Inhibition of calmodulin-dependent enzymes in rat brain by hexachlorocyclohexane

Ca²⁺ homeostasis is one of the major regulatory mechanisms operating in the nervous system, with calmodulin translating the Ca²⁺ message into cellular response. To check if hexachlorocyclohexane (HCH) acts as a calmodulin antagonist in the nervous system of rats, the in-vitro effect of HCH on calmodulin-dependent Ca²⁺-ATPase and cAMP-phosphodiesterase (PDE) in rat brain has been studied. In the membrane fraction from rat brain, a basal activity of Ca²⁺-ATPase was obtained in the absence of Ca²⁺. Inclusion of Ca²⁺ (1 mM) increased the enzyme activity by 70%. Further, addition of fluphenazine, a potent calmodulin antagonist, inhibited the Ca²⁺-dependent enzyme activity (IC₅₀ = 85 μM), demonstrating the calmodulin dependence of the enzyme activity. The Ca²⁺- and calmodulin-dependent Ca²⁺-ATPase was inhibited by HCH in a dose-dependent manner (IC₅₀ = 80–90 μM). Ca²⁺- and calmodulin-dependent cAMP-PDE from the cytosolic fraction of rat brain was inhibited by HCH (340 μM) by 79%. Addition of excess calmodulin reversed the inhibitory effects of HCH or fluphenazine on Ca²⁺-ATPase and cAMP-PDE, suggesting their direct interaction with calmodulin.
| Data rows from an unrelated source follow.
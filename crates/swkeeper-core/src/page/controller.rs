//! The UI-facing update surface.

use std::sync::Arc;
use std::time::Duration;

use chrono::{DateTime, Utc};
use serde::{Deserialize, Serialize};
use tokio::sync::{broadcast, watch};
use tracing::{debug, info, warn};

use super::scheduler::PollScheduler;
use crate::clock::Clock;
use crate::config::Config;
use crate::error::LifecycleError;
use crate::update::VersionNegotiator;
use crate::worker::{PageMessage, WorkerEvent, WorkerHandle};

/// The reload primitive of the hosting page.
pub trait Reloader: Send + Sync {
    fn reload(&self);
}

/// Snapshot of everything the UI renders about updates.
#[derive(Debug, Clone, PartialEq, Eq, Serialize, Deserialize)]
#[serde(rename_all = "camelCase")]
#[cfg_attr(feature = "ts", derive(ts_rs::TS), ts(export))]
pub struct UpdateStatus {
    pub update_available: bool,
    pub available_version: Option<String>,
    /// The server asked for this update to be applied without asking.
    pub force_required: bool,
    pub is_updating: bool,
    pub is_checking_for_updates: bool,
    pub last_checked: Option<DateTime<Utc>>,
    pub is_online: bool,
}

impl Default for UpdateStatus {
    fn default() -> Self {
        Self {
            update_available: false,
            available_version: None,
            force_required: false,
            is_updating: false,
            is_checking_for_updates: false,
            last_checked: None,
            is_online: true,
        }
    }
}

/// Page-side controller: check, apply and dismiss commands over a
/// [`VersionNegotiator`] and a connection to the worker.
///
/// State changes are published as [`UpdateStatus`] snapshots on a watch
/// channel.
pub struct UpdateController {
    worker: WorkerHandle,
    negotiator: VersionNegotiator,
    reloader: Arc<dyn Reloader>,
    clock: Arc<dyn Clock>,
    scheduler: PollScheduler,
    activation_timeout: Duration,
    visible: bool,
    status: watch::Sender<UpdateStatus>,
}

impl UpdateController {
    pub fn new(
        config: &Config,
        worker: WorkerHandle,
        negotiator: VersionNegotiator,
        reloader: Arc<dyn Reloader>,
        clock: Arc<dyn Clock>,
    ) -> Self {
        let (status, _) = watch::channel(UpdateStatus::default());
        Self {
            worker,
            negotiator,
            reloader,
            clock,
            scheduler: PollScheduler::new(config.check_interval()),
            activation_timeout: config.activation_timeout(),
            visible: true,
            status,
        }
    }

    pub fn subscribe(&self) -> watch::Receiver<UpdateStatus> {
        self.status.subscribe()
    }

    pub fn status(&self) -> UpdateStatus {
        self.status.borrow().clone()
    }

    pub fn negotiator(&self) -> &VersionNegotiator {
        &self.negotiator
    }

    /// Ask the server for a new version. Returns whether one is available.
    ///
    /// A forced update is applied immediately.
    pub async fn check_for_updates(&mut self) -> bool {
        if !self.status.borrow().is_online {
            debug!("Offline, skipping update check");
            return false;
        }

        self.scheduler.mark_ran(self.clock.now());
        self.status.send_modify(|s| s.is_checking_for_updates = true);
        let offer = self.negotiator.check_for_offer().await;
        let checked_at = self.negotiator.last_check();
        self.status.send_modify(|s| {
            s.is_checking_for_updates = false;
            if checked_at.is_some() {
                s.last_checked = checked_at;
            }
        });

        let Some(record) = offer else {
            return false;
        };

        self.status.send_modify(|s| {
            s.update_available = true;
            s.available_version = Some(record.version.clone());
            s.force_required = record.force_update;
        });

        if record.force_update {
            info!(version = %record.version, "Server requires update, applying");
            if let Err(e) = self.apply_update().await {
                warn!(error = %e, "Forced update failed");
            }
        }
        true
    }

    /// Check now, ignoring the poll interval. The attempt breaker still applies.
    pub async fn force_check_for_updates(&mut self) -> bool {
        self.negotiator.clear_rate_limit();
        self.check_for_updates().await
    }

    /// Install and activate the available version, then reload.
    ///
    /// Waits for the worker to confirm activation, but no longer than the
    /// activation timeout; the reload happens either way.
    pub async fn apply_update(&mut self) -> Result<(), LifecycleError> {
        let (target, forced) = {
            let status = self.status.borrow();
            match &status.available_version {
                Some(version) => (version.clone(), status.force_required),
                None => {
                    return Err(LifecycleError::InvalidTransition(
                        "no update available to apply".to_string(),
                    ))
                }
            }
        };

        self.negotiator.start_update(&target)?;
        self.status.send_modify(|s| s.is_updating = true);

        let mut events = self.worker.subscribe();
        if let Err(e) = self.request_activation(forced).await {
            self.negotiator.abort_update();
            self.status.send_modify(|s| s.is_updating = false);
            return Err(e);
        }

        match tokio::time::timeout(self.activation_timeout, wait_for_activation(&mut events)).await {
            Ok(Some(generation)) => info!(%generation, version = %target, "Worker activated update"),
            Ok(None) => warn!("Worker event channel closed, reloading"),
            Err(_) => warn!(
                timeout_secs = self.activation_timeout.as_secs(),
                "No activation confirmation, reloading anyway"
            ),
        }

        self.reloader.reload();
        Ok(())
    }

    async fn request_activation(&self, forced: bool) -> Result<(), LifecycleError> {
        if forced {
            self.worker.post_message(PageMessage::ForceUpdate).await?;
        }
        match self.worker.install().await {
            Ok(generation) => debug!(%generation, "New generation installed"),
            Err(LifecycleError::WorkerGone) => return Err(LifecycleError::WorkerGone),
            Err(e) => warn!(error = %e, "Install of new generation failed"),
        }
        self.worker.post_message(PageMessage::SkipWaiting).await
    }

    /// Hide the current offer and never re-offer that version this session.
    pub fn dismiss_update(&mut self) {
        let dismissed = self.status.borrow().available_version.clone();
        if let Some(version) = dismissed {
            self.negotiator.dismiss(&version);
        }
        self.status.send_modify(|s| {
            s.update_available = false;
            s.available_version = None;
            s.force_required = false;
        });
    }

    pub fn set_visibility(&mut self, visible: bool) {
        self.visible = visible;
        self.refresh_schedule();
    }

    pub fn set_online(&mut self, online: bool) {
        self.status.send_modify(|s| s.is_online = online);
        self.refresh_schedule();
    }

    fn refresh_schedule(&mut self) {
        let should_poll = self.visible && self.status.borrow().is_online;
        match (should_poll, self.scheduler.is_paused()) {
            (true, true) => self.scheduler.resume(),
            (false, false) => self.scheduler.pause(),
            _ => {}
        }
    }

    /// Drive periodic polling. Call on a timer; checks only when due.
    pub async fn tick(&mut self) -> bool {
        if !self.scheduler.is_due(self.clock.now()) {
            return false;
        }
        self.check_for_updates().await
    }

    /// Cache names as seen by the worker.
    pub async fn cache_names(&self) -> Result<Vec<String>, LifecycleError> {
        self.worker.cache_names().await
    }
}

async fn wait_for_activation(events: &mut broadcast::Receiver<WorkerEvent>) -> Option<String> {
    loop {
        match events.recv().await {
            Ok(WorkerEvent::SwUpdated { version }) => return Some(version),
            Ok(_) => continue,
            Err(broadcast::error::RecvError::Lagged(skipped)) => {
                debug!(skipped, "Missed worker events while waiting for activation");
            }
            Err(broadcast::error::RecvError::Closed) => return None,
        }
    }
}
//! The remote version endpoint.

use std::time::Duration;

use async_trait::async_trait;
use chrono::Utc;
use reqwest::{header, Client};
use serde::{Deserialize, Serialize};
use tracing::debug;
use url::Url;

use crate::error::VersionCheckError;

/// HTTP timeout for version checks in seconds.
/// A version check runs in the background; 10s keeps a hung endpoint from
/// holding the checking flag for long.
const VERSION_CHECK_TIMEOUT_SECS: u64 = 10;

/// What the server reports as the deployed version.
#[derive(Debug, Clone, PartialEq, Eq, Serialize, Deserialize)]
#[cfg_attr(feature = "ts", derive(ts_rs::TS), ts(export))]
pub struct ServerVersionRecord {
    /// Opaque version string; only compared for equality.
    pub version: String,
    #[serde(default)]
    pub timestamp: i64,
    #[serde(rename = "forceUpdate", default)]
    pub force_update: bool,
}

#[async_trait]
pub trait VersionSource: Send + Sync {
    async fn fetch_version(&self) -> Result<ServerVersionRecord, VersionCheckError>;
}

/// Fetches the version record over HTTP, bypassing every cache on the way.
#[derive(Clone)]
pub struct HttpVersionSource {
    client: Client,
    url: Url,
}

impl HttpVersionSource {
    pub fn new(url: Url) -> Result<Self, VersionCheckError> {
        let client = Client::builder()
            .timeout(Duration::from_secs(VERSION_CHECK_TIMEOUT_SECS))
            .build()?;
        Ok(Self { client, url })
    }

    pub fn url(&self) -> &Url {
        &self.url
    }
}

#[async_trait]
impl VersionSource for HttpVersionSource {
    async fn fetch_version(&self) -> Result<ServerVersionRecord, VersionCheckError> {
        let mut url = self.url.clone();
        url.query_pairs_mut()
            .append_pair("t", &Utc::now().timestamp_millis().to_string());

        let response = self
            .client
            .get(url)
            .header(header::CACHE_CONTROL, "no-cache")
            .header(header::PRAGMA, "no-cache")
            .header(header::ACCEPT, "application/json")
            .send()
            .await?;

        let status = response.status();
        if !status.is_success() {
            return Err(VersionCheckError::Status(status.as_u16()));
        }

        let body = response.bytes().await?;
        let record: ServerVersionRecord = serde_json::from_slice(&body)
            .map_err(|e| VersionCheckError::InvalidResponse(e.to_string()))?;
        debug!(version = %record.version, force_update = record.force_update, "Server version fetched");
        Ok(record)
    }
}
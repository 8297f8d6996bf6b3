//! Page-side version negotiation.
//!
//! This module provides:
//! - [`VersionNegotiator`]: rate-limited version checks, per-session
//!   de-duplication, the attempt circuit breaker and the post-update cooldown
//! - [`UpdateSessionState`]: the bookkeeping it persists across reloads
//! - [`VersionSource`]: the version endpoint, with an HTTP implementation
//! - [`KeyValueStore`]: durable and session storage

pub mod negotiator;
pub mod state;
pub mod storage;
pub mod version;

pub use negotiator::VersionNegotiator;
pub use state::{
    UpdatePhase, UpdateSessionState, ATTEMPT_WINDOW_MINUTES, MAX_UPDATE_ATTEMPTS,
    SUCCESS_COOLDOWN_MINUTES,
};
pub use storage::{JsonFileStore, KeyValueStore, MemoryStore};
pub use version::{HttpVersionSource, ServerVersionRecord, VersionSource};
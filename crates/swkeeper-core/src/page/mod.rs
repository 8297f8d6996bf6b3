//! The page context: what the UI layer talks to.
//!
//! [`UpdateController`] exposes the check/apply/dismiss commands and an
//! observable [`UpdateStatus`]; [`PollScheduler`] decides when a periodic
//! check is due.

pub mod controller;
pub mod scheduler;

pub use controller::{Reloader, UpdateController, UpdateStatus};
pub use scheduler::PollScheduler;
//! The background worker context.
//!
//! This module provides:
//! - [`LifecycleController`]: install → waiting → activate transitions and
//!   garbage collection of stale cache generations
//! - [`WorkerRuntime`]: the single-task event loop running the controller
//! - [`WorkerHandle`]: the page's way in, plus the typed messages both sides
//!   exchange
//!
//! Pages and the worker share no state; everything crosses an mpsc command
//! channel, a broadcast event channel, or a oneshot reply.

pub mod lifecycle;
pub mod messages;
pub mod runtime;

pub use lifecycle::{LifecycleController, WorkerGeneration, WorkerState};
pub use messages::{PageMessage, WorkerEvent};
pub use runtime::{WorkerHandle, WorkerRuntime};
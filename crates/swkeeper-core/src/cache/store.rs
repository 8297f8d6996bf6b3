use std::collections::BTreeSet;
use std::sync::Arc;

use chrono::{DateTime, Utc};
use tracing::{debug, info};

use super::backend::{CacheBackend, CachedEntry, MemoryBackend};
use super::generation::{cache_name, parse_cache_name, CacheRole, GenerationId};
use crate::error::CacheError;
use crate::http::{Request, Response};

/// Generation-scoped view over a [`CacheBackend`].
///
/// Clone is cheap; clones share the backend.
#[derive(Clone)]
pub struct CacheStorage {
    app_name: String,
    backend: Arc<dyn CacheBackend>,
}

impl CacheStorage {
    pub fn new(app_name: impl Into<String>, backend: Arc<dyn CacheBackend>) -> Self {
        Self {
            app_name: app_name.into(),
            backend,
        }
    }

    /// Storage backed by a fresh [`MemoryBackend`].
    pub fn in_memory(app_name: impl Into<String>) -> Self {
        Self::new(app_name, Arc::new(MemoryBackend::new()))
    }

    pub fn app_name(&self) -> &str {
        &self.app_name
    }

    /// Open (creating if needed) the `role` cache of `generation`.
    pub fn open(&self, generation: GenerationId, role: CacheRole) -> Result<CacheHandle, CacheError> {
        let name = cache_name(&self.app_name, role, generation);
        self.backend.create(&name)?;
        Ok(CacheHandle {
            name,
            backend: Arc::clone(&self.backend),
        })
    }

    /// Handle to a cache without creating it. Reads on a missing cache miss.
    pub fn handle(&self, generation: GenerationId, role: CacheRole) -> CacheHandle {
        CacheHandle {
            name: cache_name(&self.app_name, role, generation),
            backend: Arc::clone(&self.backend),
        }
    }

    /// Every generation with at least one cache, oldest first.
    pub fn list_generations(&self) -> Result<Vec<GenerationId>, CacheError> {
        let generations: BTreeSet<GenerationId> = self
            .backend
            .cache_names()?
            .iter()
            .filter_map(|name| parse_cache_name(&self.app_name, name))
            .map(|(_, generation)| generation)
            .collect();
        Ok(generations.into_iter().collect())
    }

    /// All cache names in the backend, including ones this app does not own.
    pub fn cache_names(&self) -> Result<Vec<String>, CacheError> {
        self.backend.cache_names()
    }

    /// Delete every cache of `generation`. Deleting a missing generation is a
    /// no-op; returns how many caches were removed.
    pub fn delete_generation(&self, generation: GenerationId) -> Result<usize, CacheError> {
        let mut removed = 0;
        for role in CacheRole::ALL {
            if self.backend.delete(&cache_name(&self.app_name, role, generation))? {
                removed += 1;
            }
        }
        if removed > 0 {
            info!(%generation, removed, "Deleted cache generation");
        }
        Ok(removed)
    }

    /// Delete every generation owned by this app.
    pub fn delete_all(&self) -> Result<usize, CacheError> {
        let mut removed = 0;
        for generation in self.list_generations()? {
            removed += self.delete_generation(generation)?;
        }
        Ok(removed)
    }

    /// Look `request` up in every cache of `generation`, core first.
    pub fn match_any(
        &self,
        generation: GenerationId,
        request: &Request,
    ) -> Result<Option<CachedEntry>, CacheError> {
        for role in CacheRole::ALL {
            if let Some(entry) = self.handle(generation, role).match_request(request)? {
                return Ok(Some(entry));
            }
        }
        Ok(None)
    }
}

/// One named cache.
#[derive(Clone)]
pub struct CacheHandle {
    name: String,
    backend: Arc<dyn CacheBackend>,
}

impl CacheHandle {
    pub fn name(&self) -> &str {
        &self.name
    }

    pub fn match_request(&self, request: &Request) -> Result<Option<CachedEntry>, CacheError> {
        self.backend.get(&self.name, &request.cache_key())
    }

    /// Store `response` for `request`. Only successful GET responses are
    /// written, and only into a cache that still exists; anything else is
    /// skipped and `Ok(false)` returned.
    pub fn put(
        &self,
        request: &Request,
        response: &Response,
        at: DateTime<Utc>,
    ) -> Result<bool, CacheError> {
        if !request.is_get() || !response.is_success() {
            debug!(
                cache = %self.name,
                method = %request.method,
                status = response.status,
                "Skipping cache write"
            );
            return Ok(false);
        }
        let stored = self
            .backend
            .put(&self.name, &request.cache_key(), CachedEntry::capture(response, at))?;
        if !stored {
            debug!(cache = %self.name, url = %request.url, "Cache gone, dropping write");
        }
        Ok(stored)
    }

    pub fn keys(&self) -> Result<Vec<String>, CacheError> {
        self.backend.keys(&self.name)
    }
}
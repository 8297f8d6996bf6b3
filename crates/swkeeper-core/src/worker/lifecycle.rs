//! Install/activate state machine for worker generations.

use std::sync::Arc;

use chrono::{DateTime, Utc};
use futures::future::join_all;
use serde::{Deserialize, Serialize};
use tokio::sync::broadcast;
use tracing::{debug, error, info, warn};
use url::Url;

use super::messages::WorkerEvent;
use crate::cache::{CacheRole, CacheStorage, GenerationId};
use crate::clock::Clock;
use crate::config::Config;
use crate::error::{CacheError, LifecycleError};
use crate::fetch::{FetchInterceptor, FetchRules};
use crate::http::{Network, Request};

/// Capacity of the worker → page event channel.
/// Pages drain events promptly; 16 covers a burst of install + activate + replies.
const EVENT_CHANNEL_CAPACITY: usize = 16;

#[derive(Debug, Clone, Copy, PartialEq, Eq, Serialize, Deserialize)]
pub enum WorkerState {
    Installing,
    /// Installed and waiting for activation.
    Installed,
    Activating,
    /// Active and controlling pages.
    Activated,
    /// Superseded or failed to install.
    Redundant,
}

#[derive(Debug, Clone)]
pub struct WorkerGeneration {
    pub id: GenerationId,
    pub state: WorkerState,
    pub state_changed_at: DateTime<Utc>,
}

impl WorkerGeneration {
    fn new(id: GenerationId, state: WorkerState, at: DateTime<Utc>) -> Self {
        Self {
            id,
            state,
            state_changed_at: at,
        }
    }

    fn set_state(&mut self, state: WorkerState, at: DateTime<Utc>) {
        debug!(generation = %self.id, from = ?self.state, to = ?state, "Worker state change");
        self.state = state;
        self.state_changed_at = at;
    }
}

/// Owns the installing/waiting/active slots and the cache garbage collection
/// that goes with activation.
pub struct LifecycleController {
    storage: CacheStorage,
    network: Arc<dyn Network>,
    clock: Arc<dyn Clock>,
    rules: Arc<FetchRules>,
    origin: Url,
    manifest: Vec<String>,
    skip_waiting_on_install: bool,

    installing: Option<WorkerGeneration>,
    waiting: Option<WorkerGeneration>,
    active: Option<WorkerGeneration>,
    last_generation: Option<GenerationId>,
    controlling: bool,

    events: broadcast::Sender<WorkerEvent>,
}

impl LifecycleController {
    pub fn new(
        config: &Config,
        storage: CacheStorage,
        network: Arc<dyn Network>,
        clock: Arc<dyn Clock>,
    ) -> Self {
        let (events, _) = broadcast::channel(EVENT_CHANNEL_CAPACITY);
        Self {
            storage,
            network,
            clock,
            rules: Arc::new(FetchRules::from_config(config)),
            origin: config.origin.clone(),
            manifest: config.shell_manifest.clone(),
            skip_waiting_on_install: config.skip_waiting_on_install,
            installing: None,
            waiting: None,
            active: None,
            last_generation: None,
            controlling: false,
            events,
        }
    }

    pub fn subscribe(&self) -> broadcast::Receiver<WorkerEvent> {
        self.events.subscribe()
    }

    pub(crate) fn event_sender(&self) -> broadcast::Sender<WorkerEvent> {
        self.events.clone()
    }

    pub(crate) fn network(&self) -> Arc<dyn Network> {
        Arc::clone(&self.network)
    }

    pub fn storage(&self) -> &CacheStorage {
        &self.storage
    }

    pub fn installing(&self) -> Option<&WorkerGeneration> {
        self.installing.as_ref()
    }

    pub fn waiting(&self) -> Option<&WorkerGeneration> {
        self.waiting.as_ref()
    }

    pub fn active(&self) -> Option<&WorkerGeneration> {
        self.active.as_ref()
    }

    /// Version marker reported to pages: the active generation id.
    pub fn version(&self) -> Option<String> {
        self.active.as_ref().map(|g| g.id.to_string())
    }

    pub fn is_controlling(&self) -> bool {
        self.controlling
    }

    /// Resume a worker restarted over existing storage: the newest stored
    /// generation becomes active without reinstalling.
    pub fn restore(&mut self) -> Result<Option<GenerationId>, LifecycleError> {
        if let Some(active) = &self.active {
            return Ok(Some(active.id));
        }
        let newest = self.storage.list_generations()?.into_iter().max();
        if let Some(id) = newest {
            info!(generation = %id, "Restored active generation from storage");
            self.active = Some(WorkerGeneration::new(id, WorkerState::Activated, self.clock.now()));
            self.last_generation = Some(id);
            self.controlling = true;
        }
        Ok(newest)
    }

    /// Install a new generation: prime the core cache with the shell manifest
    /// and create the assets cache. With no active generation, or when
    /// configured to skip waiting, activation follows immediately.
    pub async fn install(&mut self) -> Result<GenerationId, LifecycleError> {
        if let Some(current) = &self.installing {
            return Err(LifecycleError::InvalidTransition(format!(
                "generation {} is already installing",
                current.id
            )));
        }

        let id = GenerationId::next(self.clock.now(), self.last_generation);
        self.last_generation = Some(id);
        self.installing = Some(WorkerGeneration::new(id, WorkerState::Installing, self.clock.now()));
        info!(generation = %id, "Installing worker generation");

        if let Err(e) = self.prime(id).await {
            error!(generation = %id, error = %e, "Install failed");
            if let Some(mut failed) = self.installing.take() {
                failed.set_state(WorkerState::Redundant, self.clock.now());
            }
            if let Err(cleanup) = self.storage.delete_generation(id) {
                warn!(generation = %id, error = %cleanup, "Failed to clean up after install failure");
            }
            return Err(e);
        }

        if let Some(mut installed) = self.installing.take() {
            installed.set_state(WorkerState::Installed, self.clock.now());
            if let Some(mut superseded) = self.waiting.replace(installed) {
                superseded.set_state(WorkerState::Redundant, self.clock.now());
            }
        }

        if self.active.is_some() {
            self.broadcast(WorkerEvent::UpdateAvailable {
                version: id.to_string(),
            });
        }

        if self.active.is_none() || self.skip_waiting_on_install {
            self.activate()?;
        }
        Ok(id)
    }

    /// Create every cache of the new generation and fetch the shell manifest
    /// into its core cache. Only the root document is mandatory.
    ///
    /// Runtime writes never create caches, so all roles must exist here.
    async fn prime(&self, id: GenerationId) -> Result<(), LifecycleError> {
        let core = self.storage.open(id, CacheRole::Core)?;
        self.storage.open(id, CacheRole::Assets)?;
        self.storage.open(id, CacheRole::Data)?;

        let mut requests = Vec::with_capacity(self.manifest.len());
        for (index, path) in self.manifest.iter().enumerate() {
            match self.origin.join(path) {
                Ok(url) => requests.push((index == 0, Request::get(url))),
                Err(e) if index == 0 => {
                    return Err(LifecycleError::InstallFailed(format!(
                        "invalid root document path {}: {}",
                        path, e
                    )))
                }
                Err(e) => warn!(path = %path, error = %e, "Skipping invalid manifest path"),
            }
        }

        let results = join_all(requests.iter().map(|(_, r)| self.network.fetch(r))).await;

        for ((is_root, request), result) in requests.iter().zip(results) {
            let failure = match result {
                Ok(response) if response.is_success() => {
                    match core.put(request, &response, self.clock.now()) {
                        Ok(_) => None,
                        Err(e) if *is_root => return Err(e.into()),
                        Err(e) => Some(e.to_string()),
                    }
                }
                Ok(response) => Some(format!("status {}", response.status)),
                Err(e) => Some(e.to_string()),
            };

            if let Some(reason) = failure {
                if *is_root {
                    return Err(LifecycleError::InstallFailed(format!(
                        "could not prime {}: {}",
                        request.url, reason
                    )));
                }
                warn!(url = %request.url, reason = %reason, "Skipping manifest entry");
            }
        }

        debug!(generation = %id, entries = requests.len(), "Core cache primed");
        Ok(())
    }

    /// Promote the waiting generation, delete every other generation, claim
    /// all pages, then announce the new version.
    pub fn activate(&mut self) -> Result<GenerationId, LifecycleError> {
        let Some(mut next) = self.waiting.take() else {
            return Err(LifecycleError::InvalidTransition(
                "no waiting generation to activate".to_string(),
            ));
        };
        let id = next.id;
        next.set_state(WorkerState::Activating, self.clock.now());

        match self.storage.list_generations() {
            Ok(generations) => {
                for stale in generations.into_iter().filter(|g| *g != id) {
                    if let Err(e) = self.storage.delete_generation(stale) {
                        warn!(generation = %stale, error = %e, "Failed to delete stale generation");
                    }
                }
            }
            Err(e) => warn!(error = %e, "Could not enumerate generations for cleanup"),
        }

        if let Some(mut previous) = self.active.take() {
            previous.set_state(WorkerState::Redundant, self.clock.now());
        }
        next.set_state(WorkerState::Activated, self.clock.now());
        self.active = Some(next);
        self.controlling = true;

        info!(
            generation = %id,
            clients = self.events.receiver_count(),
            "Generation activated, clients claimed"
        );
        self.broadcast(WorkerEvent::SwUpdated {
            version: id.to_string(),
        });
        Ok(id)
    }

    /// `SKIP_WAITING`: activate the waiting generation if there is one.
    pub fn skip_waiting(&mut self) -> Result<Option<GenerationId>, LifecycleError> {
        if self.waiting.is_none() {
            debug!("Skip waiting requested with nothing waiting");
            return Ok(None);
        }
        self.activate().map(Some)
    }

    /// `FORCE_UPDATE`: drop every cache, then promote the waiting generation.
    pub fn force_update(&mut self) -> Result<Option<GenerationId>, LifecycleError> {
        match self.storage.delete_all() {
            Ok(removed) => info!(removed, "Force update cleared all caches"),
            Err(e) => warn!(error = %e, "Force update could not clear caches"),
        }
        self.skip_waiting()
    }

    /// Operator clear: delete every cache of this app and report how many
    /// went. Caches come back with the next install.
    pub fn clear_caches(&self) -> Result<usize, CacheError> {
        let removed = self.storage.delete_all()?;
        info!(removed, "Cleared all caches on request");
        Ok(removed)
    }

    /// Hard refresh: forget every cached generation. Never fails the request
    /// that triggered it.
    pub fn hard_refresh(&self) {
        match self.storage.delete_all() {
            Ok(removed) => info!(removed, "Hard refresh cleared all caches"),
            Err(e) => warn!(error = %e, "Hard refresh could not clear caches"),
        }
    }

    /// Interceptor for the active generation, if any.
    pub fn interceptor(&self) -> Option<FetchInterceptor> {
        self.active.as_ref().map(|active| {
            FetchInterceptor::new(
                self.storage.clone(),
                Arc::clone(&self.network),
                Arc::clone(&self.clock),
                Arc::clone(&self.rules),
                active.id,
            )
        })
    }

    pub fn cache_names(&self) -> Result<Vec<String>, CacheError> {
        self.storage.cache_names()
    }

    fn broadcast(&self, event: WorkerEvent) {
        if self.events.send(event).is_err() {
            debug!("No pages connected to receive worker event");
        }
    }
}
By fluorescence interaction studies it has been shown that HCH interacts directly with calmodulin. These studies show that HCH may modulate the intracellular concentration of Ca²⁺ and cAMP, by decreasing the effectiveness of calmodulin towards its effector enzymes, resulting in an altered signal transduction in the nervous system.